- **Stored data entries**
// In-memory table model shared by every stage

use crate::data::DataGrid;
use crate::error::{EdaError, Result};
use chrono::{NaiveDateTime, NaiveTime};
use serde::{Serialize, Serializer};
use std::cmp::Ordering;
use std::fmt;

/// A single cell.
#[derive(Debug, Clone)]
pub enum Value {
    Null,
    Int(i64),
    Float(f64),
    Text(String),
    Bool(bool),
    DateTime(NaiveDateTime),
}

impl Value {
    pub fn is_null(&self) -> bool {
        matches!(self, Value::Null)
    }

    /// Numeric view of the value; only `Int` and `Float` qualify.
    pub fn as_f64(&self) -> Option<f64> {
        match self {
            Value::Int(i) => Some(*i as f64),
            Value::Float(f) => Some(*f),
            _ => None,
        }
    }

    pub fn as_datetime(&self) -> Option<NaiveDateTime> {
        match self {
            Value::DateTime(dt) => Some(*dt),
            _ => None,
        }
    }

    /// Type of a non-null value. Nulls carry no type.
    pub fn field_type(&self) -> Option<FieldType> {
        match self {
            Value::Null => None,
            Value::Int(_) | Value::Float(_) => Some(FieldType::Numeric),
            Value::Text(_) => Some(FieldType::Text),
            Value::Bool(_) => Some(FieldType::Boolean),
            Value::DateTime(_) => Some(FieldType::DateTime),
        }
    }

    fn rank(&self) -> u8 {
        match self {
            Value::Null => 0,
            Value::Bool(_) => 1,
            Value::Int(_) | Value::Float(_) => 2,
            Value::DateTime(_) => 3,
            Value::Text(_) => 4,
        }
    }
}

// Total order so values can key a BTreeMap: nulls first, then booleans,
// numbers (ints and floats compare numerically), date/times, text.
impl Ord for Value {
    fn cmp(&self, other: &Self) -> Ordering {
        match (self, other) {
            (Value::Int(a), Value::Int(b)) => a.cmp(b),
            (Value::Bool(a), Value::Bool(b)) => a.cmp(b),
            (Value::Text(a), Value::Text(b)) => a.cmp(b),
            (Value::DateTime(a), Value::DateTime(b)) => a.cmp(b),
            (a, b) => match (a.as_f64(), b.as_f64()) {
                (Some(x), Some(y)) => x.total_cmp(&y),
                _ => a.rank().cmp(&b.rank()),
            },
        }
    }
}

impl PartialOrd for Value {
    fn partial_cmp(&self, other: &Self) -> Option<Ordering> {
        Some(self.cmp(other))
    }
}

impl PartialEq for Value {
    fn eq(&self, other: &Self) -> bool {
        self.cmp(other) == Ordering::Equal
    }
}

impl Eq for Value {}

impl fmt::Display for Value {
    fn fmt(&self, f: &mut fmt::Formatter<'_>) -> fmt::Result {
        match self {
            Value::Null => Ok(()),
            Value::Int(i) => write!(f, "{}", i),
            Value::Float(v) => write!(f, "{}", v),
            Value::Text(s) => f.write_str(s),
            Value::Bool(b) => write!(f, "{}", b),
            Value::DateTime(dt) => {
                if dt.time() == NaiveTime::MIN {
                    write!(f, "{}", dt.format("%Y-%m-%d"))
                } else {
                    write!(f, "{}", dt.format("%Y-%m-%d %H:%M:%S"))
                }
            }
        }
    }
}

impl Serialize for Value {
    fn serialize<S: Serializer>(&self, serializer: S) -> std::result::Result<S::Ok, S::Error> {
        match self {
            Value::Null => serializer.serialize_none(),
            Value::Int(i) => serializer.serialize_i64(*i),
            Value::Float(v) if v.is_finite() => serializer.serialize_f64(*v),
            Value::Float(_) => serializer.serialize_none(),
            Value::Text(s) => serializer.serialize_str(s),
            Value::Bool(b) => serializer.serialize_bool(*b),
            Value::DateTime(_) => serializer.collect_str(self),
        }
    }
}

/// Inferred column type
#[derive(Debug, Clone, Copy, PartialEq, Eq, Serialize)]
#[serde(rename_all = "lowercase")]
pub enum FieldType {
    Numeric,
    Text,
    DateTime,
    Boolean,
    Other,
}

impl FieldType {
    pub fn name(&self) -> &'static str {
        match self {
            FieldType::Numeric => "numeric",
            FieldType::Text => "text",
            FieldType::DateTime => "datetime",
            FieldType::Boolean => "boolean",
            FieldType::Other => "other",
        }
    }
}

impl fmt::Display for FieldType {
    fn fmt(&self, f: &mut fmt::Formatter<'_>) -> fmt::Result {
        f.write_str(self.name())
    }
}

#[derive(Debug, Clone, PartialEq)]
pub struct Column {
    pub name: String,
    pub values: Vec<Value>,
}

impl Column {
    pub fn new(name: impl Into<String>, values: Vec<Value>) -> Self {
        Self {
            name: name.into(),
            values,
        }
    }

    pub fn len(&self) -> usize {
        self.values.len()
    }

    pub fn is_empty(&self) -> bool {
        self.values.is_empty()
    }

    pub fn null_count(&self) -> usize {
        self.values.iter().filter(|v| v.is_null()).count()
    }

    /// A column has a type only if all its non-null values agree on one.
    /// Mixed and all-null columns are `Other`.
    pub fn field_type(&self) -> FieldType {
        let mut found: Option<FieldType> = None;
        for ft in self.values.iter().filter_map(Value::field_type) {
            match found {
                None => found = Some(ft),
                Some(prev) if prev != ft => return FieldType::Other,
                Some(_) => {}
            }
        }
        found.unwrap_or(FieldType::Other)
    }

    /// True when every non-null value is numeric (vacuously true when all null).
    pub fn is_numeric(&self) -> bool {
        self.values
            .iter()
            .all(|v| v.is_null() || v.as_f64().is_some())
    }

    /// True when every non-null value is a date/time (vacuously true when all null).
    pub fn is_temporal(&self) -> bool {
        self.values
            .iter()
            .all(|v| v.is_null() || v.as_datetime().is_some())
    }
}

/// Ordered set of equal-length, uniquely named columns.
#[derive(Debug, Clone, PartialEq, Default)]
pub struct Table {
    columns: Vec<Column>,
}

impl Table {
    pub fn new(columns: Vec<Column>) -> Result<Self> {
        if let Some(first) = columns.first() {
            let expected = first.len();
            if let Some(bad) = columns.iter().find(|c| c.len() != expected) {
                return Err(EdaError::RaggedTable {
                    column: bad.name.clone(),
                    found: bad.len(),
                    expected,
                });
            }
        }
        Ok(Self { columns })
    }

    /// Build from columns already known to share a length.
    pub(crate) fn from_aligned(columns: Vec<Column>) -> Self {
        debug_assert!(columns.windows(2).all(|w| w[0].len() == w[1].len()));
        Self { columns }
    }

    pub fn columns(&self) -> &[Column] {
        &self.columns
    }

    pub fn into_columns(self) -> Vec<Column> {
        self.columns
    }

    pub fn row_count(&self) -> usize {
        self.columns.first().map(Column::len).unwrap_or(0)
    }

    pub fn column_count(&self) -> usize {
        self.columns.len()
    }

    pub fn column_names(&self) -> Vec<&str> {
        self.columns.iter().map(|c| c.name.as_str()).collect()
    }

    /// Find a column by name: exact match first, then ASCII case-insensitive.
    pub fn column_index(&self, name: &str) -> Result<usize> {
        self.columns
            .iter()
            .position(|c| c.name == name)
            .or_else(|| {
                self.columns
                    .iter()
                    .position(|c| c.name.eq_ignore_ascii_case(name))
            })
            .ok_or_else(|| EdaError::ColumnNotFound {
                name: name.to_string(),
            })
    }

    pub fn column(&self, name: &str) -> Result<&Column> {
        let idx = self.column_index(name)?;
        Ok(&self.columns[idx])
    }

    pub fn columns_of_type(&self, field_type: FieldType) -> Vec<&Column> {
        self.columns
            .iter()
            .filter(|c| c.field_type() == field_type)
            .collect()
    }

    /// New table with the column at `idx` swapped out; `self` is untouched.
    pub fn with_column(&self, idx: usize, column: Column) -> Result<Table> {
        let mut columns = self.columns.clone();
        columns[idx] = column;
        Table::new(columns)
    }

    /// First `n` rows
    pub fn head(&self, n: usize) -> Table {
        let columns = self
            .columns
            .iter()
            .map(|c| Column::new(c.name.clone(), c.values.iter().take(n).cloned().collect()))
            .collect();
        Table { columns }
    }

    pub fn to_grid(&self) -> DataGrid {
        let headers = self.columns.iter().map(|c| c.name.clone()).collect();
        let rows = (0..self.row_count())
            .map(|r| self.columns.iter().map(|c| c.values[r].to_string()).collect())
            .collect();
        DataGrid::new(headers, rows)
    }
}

- **About this exercise**
Copy out each line of the data where the string "serde" appears.

- **Your solution**
use serde::{Serialize, Serializer};
#[serde(rename_all = "lowercase")]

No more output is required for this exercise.